**Exercise details:** Every line from the beginning of the records below up to the one holding "pub trait ImuDevice" should be quoted exactly; leave out the rest.

Start of Excerpted data

//! Fuente por registros: la IMU se interroga en cada poll
//!
//! MPU-6050 con la configuración de arranque del fabricante: acelerómetro a
//! ±2 g y giroscopio a ±250 °/s.

use super::{SampleSource, SourceError};
use crate::types::Sample;
use embedded_hal::i2c::I2c;
use std::thread;
use std::time::{Duration, Instant};

/// Dirección I2C por defecto (AD0 a masa)
pub const MPU6050_ADDRESS: u8 = 0x68;

const REG_PWR_MGMT_1: u8 = 0x6B;
const REG_ACCEL_XOUT_H: u8 = 0x3B;

const ACCEL_LSB_PER_G: f32 = 16384.0;
const GYRO_LSB_PER_DPS: f32 = 131.0;
const STANDARD_GRAVITY: f32 = 9.80665;

/// Dispositivo que entrega una muestra completa por lectura
pub trait ImuDevice {
    fn read_sample(&mut self) -> Result<Sample, SourceError>;
}

/// Driver mínimo del MPU-6050: aceleración en m/s², giro en °/s
pub struct Mpu6050<I2C> {
    i2c: I2C,
    address: u8,
}

impl<I2C: I2c> Mpu6050<I2C> {
    /// Despierta el sensor (sale del modo sleep tras el reset)
    pub fn new(mut i2c: I2C, address: u8) -> Result<Self, SourceError> {
        i2c.write(address, &[REG_PWR_MGMT_1, 0x00])
            .map_err(|e| SourceError::Unavailable(format!("MPU-6050 wake-up failed: {:?}", e)))?;
        Ok(Self { i2c, address })
    }

    pub fn release(self) -> I2C {
        self.i2c
    }
}

impl<I2C: I2c> ImuDevice for Mpu6050<I2C> {
    fn read_sample(&mut self) -> Result<Sample, SourceError> {
        // ACCEL_X..Z (6), TEMP (2), GYRO_X..Z (6), big-endian
        let mut raw = [0u8; 14];
        self.i2c
            .write_read(self.address, &[REG_ACCEL_XOUT_H], &mut raw)
            .map_err(|e| SourceError::Transient(format!("{:?}", e)))?;

        let word = |i: usize| i16::from_be_bytes([raw[i], raw[i + 1]]) as f32;
        let accel = |i: usize| word(i) / ACCEL_LSB_PER_G * STANDARD_GRAVITY;
        let gyro = |i: usize| word(i) / GYRO_LSB_PER_DPS;

        Ok(Sample::new(
            accel(0),
            accel(2),
            accel(4),
            gyro(8),
            gyro(10),
            gyro(12),
        ))
    }
}

/// Fuente que interroga la IMU a intervalos fijos
pub struct PolledSource<D: ImuDevice> {
    device: D,
    interval: Duration,
    next_due: Option<Instant>,
}

impl<D: ImuDevice> PolledSource<D> {
    pub fn new(device: D, interval: Duration) -> Self {
        Self {
            device,
            interval,
            next_due: None,
        }
    }

    pub fn device(&self) -> &D {
        &self.device
    }
}

impl<D: ImuDevice> SampleSource for PolledSource<D> {
    fn poll(&mut self, timeout: Duration) -> Result<Option<Sample>, SourceError> {
        if let Some(due) = self.next_due {
            let now = Instant::now();
            if due > now {
                let wait = due - now;
                if wait > timeout {
                    thread::sleep(timeout);
                    return Ok(None);
                }
                thread::sleep(wait);
            }
        }

        self.next_due = Some(Instant::now() + self.interval);
        self.device.read_sample().map(Some)
    }
}

/// Abre el MPU-6050 en un bus I2C de Linux (p. ej. `/dev/i2c-1`)
#[cfg(feature = "linux-i2c")]
pub fn open_linux_mpu6050(
    bus: &str,
    address: u8,
    interval: Duration,
) -> Result<PolledSource<Mpu6050<linux_embedded_hal::I2cdev>>, SourceError> {
    let i2c = linux_embedded_hal::I2cdev::new(bus)
        .map_err(|e| SourceError::Unavailable(format!("{}: {}", bus, e)))?;
    let device = Mpu6050::new(i2c, address)?;
    log::info!("🔌 MPU-6050 en {} (0x{:02X})", bus, address);
    Ok(PolledSource::new(device, interval))
}
use crate::types::{FeatureVector, GestureLabel};
use ort::session::Session;
use ort::tensor::TensorElementType;
use ort::value::{Value, ValueType};
use serde::Deserialize;
use std::collections::HashMap;
use std::fs;
use std::path::Path;
use thiserror::Error;

#[derive(Error, Debug)]
pub enum ClassifierError {
    #[error("Failed to load model {path}: {reason}")]
    ModelLoad { path: String, reason: String },

    #[error("Invalid feature size: expected {expected}, got {actual}")]
    ShapeMismatch { expected: usize, actual: usize },

    #[error("ONNX Runtime error: {0}")]
    OnnxError(#[from] ort::Error),

    #[error("IO error: {0}")]
    IoError(#[from] std::io::Error),

    #[error("JSON error: {0}")]
    JsonError(#[from] serde_json::Error),

    #[error("No output tensor found")]
    NoOutputTensor,

    #[error("Model returned invalid label {0}")]
    InvalidLabel(i64),

    #[error("Missing ONNX {kind}")]
    MissingIo { kind: &'static str },
}

impl ClassifierError {
    /// Un vector con la forma equivocada solo invalida el ciclo actual
    pub fn is_recoverable(&self) -> bool {
        matches!(self, ClassifierError::ShapeMismatch { .. })
    }
}

/// Predictor sin estado: vector de características -> etiqueta de gesto.
///
/// `classify` toma `&mut self` solo porque el runtime lo exige para ejecutar
/// la sesión; el modelo no cambia tras cargarse.
pub trait Classifier {
    /// Número de valores que espera el modelo (`N * 6`)
    fn expected_features(&self) -> usize;

    fn classify(&mut self, features: &FeatureVector) -> Result<GestureLabel, ClassifierError>;

    /// Nombre legible de la clase, si el modelo lo conoce
    fn label_name(&self, _label: GestureLabel) -> Option<&str> {
        None
    }
}

impl<C: Classifier + ?Sized> Classifier for Box<C> {
    fn expected_features(&self) -> usize {
        (**self).expected_features()
    }

    fn classify(&mut self, features: &FeatureVector) -> Result<GestureLabel, ClassifierError> {
        (**self).classify(features)
    }

    fn label_name(&self, label: GestureLabel) -> Option<&str> {
        (**self).label_name(label)
    }
}

/// Comprueba que el vector tenga la longitud que espera el modelo
pub fn check_shape(expected: usize, features: &FeatureVector) -> Result<(), ClassifierError> {
    if features.len() != expected {
        return Err(ClassifierError::ShapeMismatch {
            expected,
            actual: features.len(),
        });
    }
    Ok(())
}

#[derive(Debug, Deserialize)]
struct ClassesJson {
    index_to_class: HashMap<String, String>,
}

/// Carga `classes.json` ({"index_to_class": {"0": "UP", ...}}) ordenado por índice
pub fn load_classes(path: impl AsRef<Path>) -> Result<Vec<String>, ClassifierError> {
    let content = fs::read_to_string(path)?;
    let data: ClassesJson = serde_json::from_str(&content)?;

    // Convertir HashMap a Vec ordenado por índice
    let mut pairs: Vec<(usize, String)> = data
        .index_to_class
        .into_iter()
        .filter_map(|(k, v)| k.parse::<usize>().ok().map(|idx| (idx, v)))
        .collect();

    pairs.sort_by_key(|(idx, _)| *idx);
    Ok(pairs.into_iter().map(|(_, name)| name).collect())
}

/// Índice de la clase con mayor puntuación en la primera fila
fn argmax(scores: &[f32]) -> Option<usize> {
    scores
        .iter()
        .enumerate()
        .filter(|(_, s)| !s.is_nan())
        .max_by(|(_, a), (_, b)| a.total_cmp(b))
        .map(|(idx, _)| idx)
}

/// Salida del grafo de la que se lee la predicción
#[derive(Debug, Clone, PartialEq, Eq)]
enum PredictionOutput {
    /// Tensor f32 [1, clases] con probabilidades
    Probabilities(String),
    /// Tensor i64 [1] con la etiqueta
    Label(String),
}

/// Elige la salida de la predicción: la etiqueta i64 si el grafo la trae,
/// si no el argmax de la primera salida f32
fn select_prediction_output<'a>(
    outputs: impl IntoIterator<Item = (&'a str, Option<TensorElementType>)>,
) -> Option<PredictionOutput> {
    let mut probabilities = None;
    for (name, ty) in outputs {
        match ty {
            Some(TensorElementType::Int64) => return Some(PredictionOutput::Label(name.to_string())),
            Some(TensorElementType::Float32) if probabilities.is_none() => {
                probabilities = Some(PredictionOutput::Probabilities(name.to_string()));
            }
            _ => {}
        }
    }
    probabilities
}

fn tensor_element_type(ty: &ValueType) -> Option<TensorElementType> {
    match ty {
        ValueType::Tensor { ty, .. } => Some(*ty),
        _ => None,
    }
}

/// Clasificador SVM exportado a ONNX
pub struct OnnxClassifier {
    session: Session,
    labels: Vec<String>,
    input_name: String,
    output: PredictionOutput,
    expected_features: usize,
}

impl OnnxClassifier {
    pub fn load(
        model_path: impl AsRef<Path>,
        classes_path: Option<&Path>,
        expected_features: usize,
    ) -> Result<Self, ClassifierError> {
        let model_path = model_path.as_ref();
        let load_error = |reason: String| ClassifierError::ModelLoad {
            path: model_path.display().to_string(),
            reason,
        };

        if !model_path.is_file() {
            return Err(load_error("file not found".to_string()));
        }

        // Cargar clases
        let labels = match classes_path {
            Some(path) => load_classes(path).map_err(|e| load_error(format!("classes: {}", e)))?,
            None => Vec::new(),
        };

        // Cargar modelo ONNX
        let session = Session::builder()
            .map_err(|e| load_error(e.to_string()))?
            .commit_from_file(model_path)
            .map_err(|e| load_error(e.to_string()))?;

        let input_name = session
            .inputs
            .first()
            .map(|input| input.name.clone())
            .ok_or(ClassifierError::MissingIo { kind: "input" })?;

        let output = select_prediction_output(
            session
                .outputs
                .iter()
                .map(|output| (output.name.as_str(), tensor_element_type(&output.output_type))),
        )
        .ok_or(ClassifierError::MissingIo { kind: "output" })?;

        log::info!("🧠 Modelo cargado: {}", model_path.display());
        log::info!("🧠 Clases: {:?}", labels);
        log::debug!("🧠 Input: {} ({} valores)", input_name, expected_features);
        log::debug!("🧠 Output: {:?}", output);

        Ok(Self {
            session,
            labels,
            input_name,
            output,
            expected_features,
        })
    }

    /// Obtiene las etiquetas de clases
    pub fn labels(&self) -> &[String] {
        &self.labels
    }
}

impl Classifier for OnnxClassifier {
    fn expected_features(&self) -> usize {
        self.expected_features
    }

    fn classify(&mut self, features: &FeatureVector) -> Result<GestureLabel, ClassifierError> {
        check_shape(self.expected_features, features)?;

        // Tensor de entrada [1, N * 6]
        let shape = vec![1_usize, self.expected_features];
        let input_value = Value::from_array((shape, features.as_slice().to_vec()))?;

        let outputs = self.session.run(ort::inputs![
            self.input_name.as_str() => &input_value,
        ])?;

        match &self.output {
            PredictionOutput::Probabilities(name) => {
                let (prob_shape, prob_data) = outputs[name.as_str()].try_extract_tensor::<f32>()?;
                let num_classes = if prob_shape.len() >= 2 {
                    prob_shape[1] as usize
                } else {
                    prob_data.len()
                };
                let first_row = &prob_data[..num_classes.min(prob_data.len())];
                let idx = argmax(first_row).ok_or(ClassifierError::NoOutputTensor)?;
                Ok(GestureLabel(idx as u32))
            }
            PredictionOutput::Label(name) => {
                let (_, label_data) = outputs[name.as_str()].try_extract_tensor::<i64>()?;
                let raw = *label_data.first().ok_or(ClassifierError::NoOutputTensor)?;
                u32::try_from(raw)
                    .map(GestureLabel)
                    .map_err(|_| ClassifierError::InvalidLabel(raw))
            }
        }
    }

    fn label_name(&self, label: GestureLabel) -> Option<&str> {
        self.labels.get(label.0 as usize).map(String::as_str)
    }
}

#[cfg(test)]
mod tests {
    use super::*;
    use std::io::Write;

    #[test]
    fn test_load_classes_sorted_by_index() {
        let mut file = tempfile::NamedTempFile::new().unwrap();
        write!(
            file,
            r#"{{"index_to_class": {{"2": "RIGHT", "0": "UP", "1": "DOWN", "x": "ignored"}}}}"#
        )
        .unwrap();

        let labels = load_classes(file.path()).unwrap();
        assert_eq!(labels, vec!["UP", "DOWN", "RIGHT"]);
    }

    #[test]
    fn test_missing_model_is_load_error() {
        let err = OnnxClassifier::load("/nonexistent/svm_model.onnx", None, 3000)
            .err()
            .unwrap();
        assert!(matches!(err, ClassifierError::ModelLoad { .. }));
        assert!(!err.is_recoverable());
    }

    #[test]
    fn test_corrupt_model_is_load_error() {
        let mut file = tempfile::NamedTempFile::new().unwrap();
        file.write_all(b"definitely not an onnx graph").unwrap();

        let err = OnnxClassifier::load(file.path(), None, 3000).err().unwrap();
        assert!(matches!(err, ClassifierError::ModelLoad { .. }));
    }

    #[test]
    fn test_check_shape() {
        let features = FeatureVector::from_values(vec![0.0; 12]);
        assert!(check_shape(12, &features).is_ok());
        let err = check_shape(3000, &features).unwrap_err();
        assert!(err.is_recoverable());
        assert!(matches!(
            err,
            ClassifierError::ShapeMismatch {
                expected: 3000,
                actual: 12
            }
        ));
    }

    #[test]
    fn test_argmax_picks_highest_score() {
        assert_eq!(argmax(&[0.1, 0.7, 0.2]), Some(1));
        assert_eq!(argmax(&[f32::NAN, 0.3]), Some(1));
        assert_eq!(argmax(&[]), None);
    }

    #[test]
    fn test_label_output_preferred_over_probabilities() {
        // Orden habitual de un SVC exportado: probabilidades y etiqueta
        let outputs = [
            ("output_probability", Some(TensorElementType::Float32)),
            ("output_label", Some(TensorElementType::Int64)),
        ];
        assert_eq!(
            select_prediction_output(outputs),
            Some(PredictionOutput::Label("output_label".to_string()))
        );
    }

    #[test]
    fn test_probabilities_used_without_label_output() {
        let outputs = [
            ("scores_map", None),
            ("probabilities", Some(TensorElementType::Float32)),
            ("logits", Some(TensorElementType::Float32)),
        ];
        assert_eq!(
            select_prediction_output(outputs),
            Some(PredictionOutput::Probabilities("probabilities".to_string()))
        );
    }

    #[test]
    fn test_no_usable_output() {
        let outputs = [("names", Some(TensorElementType::String)), ("map", None)];
        assert_eq!(select_prediction_output(outputs), None);
    }
}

End of Excerpted data

**Reply:**
//! Fuente por registros: la IMU se interroga en cada poll
//!
//! MPU-6050 con la configuración de arranque del fabricante: acelerómetro a
//! ±2 g y giroscopio a ±250 °/s.

use super::{SampleSource, SourceError};
use crate::types::Sample;
use embedded_hal::i2c::I2c;
use std::thread;
use std::time::{Duration, Instant};

/// Dirección I2C por defecto (AD0 a masa)
pub const MPU6050_ADDRESS: u8 = 0x68;

const REG_PWR_MGMT_1: u8 = 0x6B;
const REG_ACCEL_XOUT_H: u8 = 0x3B;

const ACCEL_LSB_PER_G: f32 = 16384.0;
const GYRO_LSB_PER_DPS: f32 = 131.0;
const STANDARD_GRAVITY: f32 = 9.80665;

/// Dispositivo que entrega una muestra completa por lectura
pub trait ImuDevice {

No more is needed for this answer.